Eh bah écoute, dans la mesure où c’était le premier concert de Krack pour le deuxième EP, ça a généré une grosse montée de stress. Le projet est un peu venu d’une erreur statistique ; j’avais vite-fait repris avec mes musiciens suite au départ de ma mère et grâce à des contacts dans le hip hop, là d’où je venais au départ, on m’a fait écouter une ou deux tracks d’un beatmaker qui voulait se lancer dans quelque chose de plus metal. La première, puis la deuxième chanson ont bien fonctionné, ce qui a donné un EP rehaussé par l’intérêt de la MAO. Il y a eu une grosse appréhension derrière dans la mesure où on n’était plus remonté sur scène et que, malgré les réarrangements studio et les régulières additions de grattes, la prévalence des beatmakers donnait une approche de composition beaucoup plus hip hop. On vient avec une compo basée sur une instru, puis on fait tous les arrangements et l’écriture en un jour. L’appréhension venait en grande partie de comment adapter ça sur scène ; à ce niveau, on pouvait partir sur quelque chose de plus metal, ce qui impliquait de prendre des musiciens et leur faire apprendre les pistes, qu’on devait alors retoucher avec le risque de modifier le son et, surtout, une communication par forcément très honnête par rapport au format plus typé hip hop du projet. Du coup, en termes d’arrangements, on a décidé de garder, de gonfler même les parties metal sur scène, qu’on a fait retoucher par l’ingé son en conséquence de manière à obtenir une prestation où je serais solo ; de base je compose et gère moi-même la direction artistique sur les instrus à choisir.

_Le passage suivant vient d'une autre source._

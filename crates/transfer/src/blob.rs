//! Backup blob encoding and decoding.

use chrono::NaiveDate;
use thiserror::Error;

use daigou_orders::OrderRecord;

/// Error from an import/export operation.
#[derive(Debug, Error)]
pub enum TransferError {
    /// The blob does not decode as a JSON array of record-shaped values.
    #[error("malformed backup: {0}")]
    MalformedFormat(String),

    /// The collection could not be rendered as JSON.
    #[error("failed to serialize backup: {0}")]
    Serialize(String),
}

/// Render the whole collection as a pretty-printed (2-space indent) JSON
/// array, every field verbatim.
pub fn export_blob(records: &[OrderRecord]) -> Result<String, TransferError> {
    serde_json::to_string_pretty(records).map_err(|e| TransferError::Serialize(e.to_string()))
}

/// Decode a backup blob into records.
///
/// Legacy field names are accepted and normalized per record; unknown fields
/// are kept verbatim. Anything else, from syntax errors to a top-level
/// object, is [`TransferError::MalformedFormat`], and the caller must leave
/// its ledger untouched. Import is always a full overwrite; confirmation
/// belongs to the caller, before it hands the records to the ledger.
pub fn import_blob(blob: &str) -> Result<Vec<OrderRecord>, TransferError> {
    serde_json::from_str(blob).map_err(|e| TransferError::MalformedFormat(e.to_string()))
}

/// Conventional backup file name for a given day, e.g.
/// `daigou_backup_2024-03-15.json`.
pub fn backup_file_name(date: NaiveDate) -> String {
    format!("daigou_backup_{}.json", date.format("%Y-%m-%d"))
}

#[cfg(test)]
mod tests {
    use super::*;
    use daigou_core::OrderId;
    use daigou_orders::{OrderDraft, Status, StatusTag};
    use proptest::prelude::*;
    use serde_json::json;

    fn sample_records() -> Vec<OrderRecord> {
        serde_json::from_value(json!([
            {
                "id": 1_700_000_000_123i64,
                "date": "2024-03-15",
                "clientCode": "A123",
                "productName": "保濕面霜",
                "quantity": 2,
                "costForeign": 100_000.0,
                "exchangeRate": 40.0,
                "costHome": 2500.0,
                "totalPrice": 3000.0,
                "unitPrice": 1500.0,
                "status": "shipped_kr",
                "isPaid": true,
                "isShippingPaid": false,
                "memo": "面交時段晚上"
            },
            {
                "id": 1_690_000_000_000i64,
                "date": "2023-11-02",
                "clientName": "B777",
                "productName": "氣墊粉餅",
                "price": 1500.0,
                "quantity": 2,
                "cost": 250.0,
                "status": "on_hold"
            }
        ]))
        .unwrap()
    }

    #[test]
    fn export_then_import_reproduces_every_field() {
        let records = sample_records();
        let blob = export_blob(&records).unwrap();
        let imported = import_blob(&blob).unwrap();
        assert_eq!(imported, records);
    }

    #[test]
    fn export_pretty_prints_an_array() {
        let blob = export_blob(&sample_records()).unwrap();
        assert!(blob.starts_with("[\n  {"));
        assert!(blob.contains("\n    \"clientCode\": \"A123\""));
    }

    #[test]
    fn exported_blob_keeps_unknown_fields_and_status_strings() {
        let blob = export_blob(&sample_records()).unwrap();
        assert!(blob.contains("面交時段晚上"));
        assert!(blob.contains("\"on_hold\""));
    }

    #[test]
    fn import_normalizes_legacy_blobs() {
        let blob = r#"[
            {
                "id": 1690000000000,
                "date": "2023-11-02",
                "clientName": "B777",
                "productName": "氣墊粉餅",
                "price": 1500,
                "quantity": 2,
                "cost": 250,
                "status": "on_hold"
            }
        ]"#;
        let imported = import_blob(blob).unwrap();
        let legacy = &imported[0];
        assert_eq!(legacy.client_code, "B777");
        assert_eq!(legacy.total_price, 3000.0);
        assert_eq!(legacy.unit_price, 1500.0);
        assert_eq!(legacy.cost_home, 500.0);
        assert_eq!(legacy.status, StatusTag::Unknown("on_hold".to_string()));
    }

    #[test]
    fn empty_array_imports_as_empty_collection() {
        assert_eq!(import_blob("[]").unwrap(), Vec::<OrderRecord>::new());
    }

    #[test]
    fn garbage_is_malformed() {
        for blob in [
            "definitely not json",
            "{\"orders\": []}",
            "[1, 2, 3]",
            "[{\"clientCode\": \"A123\"}]",
            "[] trailing",
            "",
        ] {
            let err = import_blob(blob).unwrap_err();
            assert!(
                matches!(err, TransferError::MalformedFormat(_)),
                "expected malformed for {blob:?}"
            );
        }
    }

    #[test]
    fn backup_file_name_carries_the_date() {
        let date = chrono::NaiveDate::from_ymd_opt(2024, 3, 15).unwrap();
        assert_eq!(backup_file_name(date), "daigou_backup_2024-03-15.json");
    }

    fn arb_record() -> impl Strategy<Value = OrderRecord> {
        (
            1_000_000_000_000i64..2_000_000_000_000i64,
            (2020i32..2027, 1u32..13, 1u32..29),
            "[A-Z][0-9]{3}",
            "[a-z]{1,12}",
            1u32..9,
            0f64..1_000_000f64,
            0f64..100f64,
            1f64..100_000f64,
            any::<bool>(),
            0usize..13,
        )
            .prop_map(
                |(id, (y, m, d), client, product, quantity, foreign, rate, total, paid, status_pick)| {
                    let draft = OrderDraft {
                        client_code: client,
                        product_name: product,
                        quantity,
                        cost_foreign: foreign,
                        exchange_rate: rate,
                        total_price: total,
                        is_paid: paid,
                        ..OrderDraft::default()
                    };
                    let date = chrono::NaiveDate::from_ymd_opt(y, m, d).unwrap();
                    let mut record =
                        OrderRecord::from_draft(OrderId::from_millis(id), date, &draft);
                    record.status = match status_pick {
                        11 => StatusTag::Unknown("x_archived".to_string()),
                        12 => StatusTag::Unknown("x_hold".to_string()),
                        i => StatusTag::from(Status::ALL[i]),
                    };
                    record
                },
            )
    }

    proptest! {
        #![proptest_config(ProptestConfig {
            cases: 256,
            ..ProptestConfig::default()
        })]

        /// Property: export/import round-trips any collection field-for-field.
        #[test]
        fn round_trip_is_lossless(records in prop::collection::vec(arb_record(), 0..20)) {
            let blob = export_blob(&records).unwrap();
            let imported = import_blob(&blob).unwrap();
            prop_assert_eq!(imported, records);
        }
    }
}
//! Order records, drafts, and the fulfillment status workflow.
//!
//! Pure domain logic only: no IO, no persistence concerns. Legacy field
//! normalization happens once, inside record decoding; everything downstream
//! sees the canonical shape.

pub mod draft;
pub mod record;
pub mod status;

pub use draft::OrderDraft;
pub use record::OrderRecord;
pub use status::{Status, StatusTag};
//! Aggregate statistics over a record set.

use std::collections::BTreeMap;

use serde::Serialize;

use daigou_orders::{OrderRecord, Status};

/// Financial and operational summary of a set of records.
///
/// Derived on demand and never persisted; callers recompute instead of
/// caching. Sums are order-independent.
#[derive(Debug, Clone, PartialEq, Serialize)]
#[serde(rename_all = "camelCase")]
pub struct Statistics {
    /// Sum of whole-line sale amounts.
    pub total_revenue: f64,
    /// Sum of whole-line home-currency costs.
    pub total_cost: f64,
    /// Revenue still owed by clients (goods payment not received).
    pub total_unpaid: f64,
    pub net_profit: f64,
    /// Net profit as a percentage of revenue, one decimal; 0 when there is
    /// no revenue.
    pub profit_margin_pct: f64,
    pub order_count: usize,
    /// Records per workflow status, unrecognized tags counted as `checking`.
    /// Absent statuses have no entry.
    pub status_counts: BTreeMap<Status, usize>,
}

impl Statistics {
    pub fn from_records(records: &[OrderRecord]) -> Self {
        let mut total_revenue = 0.0;
        let mut total_cost = 0.0;
        let mut total_unpaid = 0.0;
        let mut status_counts: BTreeMap<Status, usize> = BTreeMap::new();

        for record in records {
            let revenue = record.revenue();
            total_revenue += revenue;
            total_cost += record.cost();
            if !record.is_paid {
                total_unpaid += revenue;
            }
            *status_counts.entry(record.workflow_status()).or_insert(0) += 1;
        }

        let net_profit = total_revenue - total_cost;
        let profit_margin_pct = if total_revenue > 0.0 {
            round_to_tenth(net_profit / total_revenue * 100.0)
        } else {
            0.0
        };

        Self {
            total_revenue,
            total_cost,
            total_unpaid,
            net_profit,
            profit_margin_pct,
            order_count: records.len(),
            status_counts,
        }
    }

    /// Count for one status, zero when absent.
    pub fn count_for(&self, status: Status) -> usize {
        self.status_counts.get(&status).copied().unwrap_or(0)
    }
}

fn round_to_tenth(value: f64) -> f64 {
    (value * 10.0).round() / 10.0
}
//! `daigou-core` — domain foundation building blocks.
//!
//! This crate contains **pure domain** primitives (no infrastructure concerns).

pub mod error;
pub mod id;

pub use error::{DomainError, DomainResult};
pub use id::OrderId;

Tout ça, c’était en effet quinze ans après être monté sur scène avec mes premiers projets de metal ; j’ai même sorti un album de reggae entretemps, donc des milieux et surtout des prestations scéniques complètement différentes. C’était donc une grosse appréhension mais ça s’est très bien passé, avec évidemment tous les soucis techniques habituels rencontrés dans ce genre de petites salles quand on recommence. On était tout de même ravis du résultat ; il y a eu suffisamment de personnes et j’ai surtout eu l’impression qu’elles avaient mieux compris le projet, notamment au niveau de sa forte composante politique, qui se comprenait manifestement mieux sur scène par rapport à la première écoute de l’EP. On aime ou on n’aime pas après, question d’appétences personnelles, mais le propos artistique est bien mieux passé en live, ce qui était complètement l’objectif.
Donc arrête-moi si j’ai mal compris, mais ça veut dire qu’au premier chef tes auditeurs ne comprennent pas systématiquement la portée politique de Krack ? Ça me semble pourtant tellement évident dans toute l’esthétique qui entoure le projet… Comment tu mets ça en place de manière plus concrète ?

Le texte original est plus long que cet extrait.